Eram todos policarpos
Um foi homenageado com nome de rua em Botafogo. Outro foi homenageado, este ano, na Festa Literária Internacional de Paraty – FLIP. O que Visconde de Ouro Preto, nobre abolicionista, e Lima Barreto, neto de escravizados, têm em comum?
Bem mais do que se poderia imaginar. Sem o visconde, talvez não houvesse o jornalista e escritor. O pai de Lima Barreto, João Henriques (foto), era monarquista e amigo do mineiro Afonso Celso de Assis Figueiredo, Visconde de Ouro Preto, um dos políticos mais influentes do Segundo Império. Foi graças a Ouro Preto que João Henriques conseguiu um emprego de tipógrafo na Imprensa Nacional. E foi também com o apoio financeiro do visconde, que Lima Barreto, seu afilhado, pôde estudar em alguns dos melhores colégios da época.
Enquanto todos – inclusive nosso colunista de literatura, Lucio Valentim – falam de Lima Barreto, vou contar um pouco da história do visconde.
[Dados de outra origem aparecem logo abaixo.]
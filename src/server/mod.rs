//! HTTP API for the control plane.
//!
//! A thin adapter: every handler maps its request onto a
//! [`ControlPlane`](crate::plane::ControlPlane) call and maps
//! [`PlaneError`](crate::error::PlaneError) onto an HTTP status.
//!
//! # Endpoints
//!
//! - `GET  /health`:           Liveness probe
//! - `GET  /traits`:           List traits (`?workload=` filter)
//! - `GET  /workloads`:        List workload types
//! - `GET  /workloads/:name`:  Get a workload type by name or alias
//! - `POST /workloads`:        Stage or apply a workload
//! - `GET  /envs`:             List environments
//! - `GET  /envs/:name`:       Get an environment

pub mod routes;

pub use routes::{app_router, AppState};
Afonso Celso nasceu em Ouro Preto, na província de Minas Gerais, em 1836, filho de português naturalizado brasileiro com uma brasileira mestiça. Como era comum aos filhos da elite imperial, optou pela carreira de Direito, primeiro passo rumo à política. Aos 16 anos, ingressou na Faculdade de Direito de São Paulo e começou em sua longa carreira pública.
Em 1879, Afonso Celso foi eleito senador pela província de Minas Gerais. O político era um dos mais destacados líderes do Partido Liberal, que se alternava no poder com o Partido Conservador, no então sistema de parlamentarismo monárquico. Foi nomeado Conselheiro de Estado por D. Pedro II e foi ministro da Marinha, da Fazenda e do Império.
Em dezembro de 1879, Afonso Celso, então ministro da Fazenda, decidiu aumentar o preço da passagem dos bondes em 20 réis, que correspondiam a um vintém. A medida gerou protestos violentos que duraram dias. Condutores foram espancados; burros, esfaqueados; bondes, virados; trilhos, arrancados. Manifestantes tombaram feridos ou mortos pelo Exército, chamado pela polícia para conter os populares. O movimento pelos 20 réis ficou conhecido como a Revolta do Vintém, que, para muitos historiadores, marcou o início do fim do Império.
O título de Visconde de Ouro Preto só veio em 13 de junho de 1888. Um mês após a assinatura da Lei Áurea, a Princesa Isabel concedeu títulos de nobreza a mais de cem personalidades, dentre elas, o senador abolicionista e conselheiro Affonso Celso de Assis Figueiredo.
No último ano do Império, Ouro Preto foi nomeado Presidente do Conselho de Ministros e assumiu o governo em pé de guerra. Traído por seu próprio ajudante de ordens, o general Floriano Peixoto, Ouro Preto foi levado para a prisão no dia 15 de novembro de 1889 e lá acordado, durante a madrugada, pelo tenente Menna Barreto, aos gritos:
— Acorde e prepare-se, que mais tarde tem de ser fuzilado!
Ouro Preto se pôs de pé e replicou:
— Só se acorda um homem para fuzilá-lo e não para avisá-lo de que vai ser fuzilado. O senhor verá que, para saber morrer, não é preciso vestir farda!
Dado o golpe contra o gabinete, horas mais tarde cairia o regime. Ouro Preto não foi fuzilado. Seguiu rumo ao exílio por determinação do Governo Provisório da República dos Estados Unidos do Brazil, presidido por Deodoro.
Em 1891, Ouro Preto retornou do exílio e passou a lutar pela restauração da monarquia. Ajudou a fundar o Partido Monarquista, em 1895, embora a organização fosse proibida de concorrer. Em 1897, durante o governo de Prudente de Morais, Ouro Preto retornaria ao exílio, dessa vez por causa dos distúrbios ocorridos em todo o país, com destaque para a Guerra de Canudos. Acreditava-se, erradamente, que Antonio Conselheiro e seus liderados lutavam pela restauração da monarquia.
No mesmo ano, Afonso Celso estaria de volta ao Brasil para dedicar seus últimos anos de vida às atividades intelectuais, longe da política. Ele morreu em 21 de fevereiro de 1912. Lima Barreto, seu afilhado, morreria dez anos depois. Tanto o visconde, quanto o escritor e seu personagem mais famoso, Policarpo Quaresma, tiveram em comum um triste fim. Eram desajustados do mundo em que viviam, fosse ele real ou imaginário.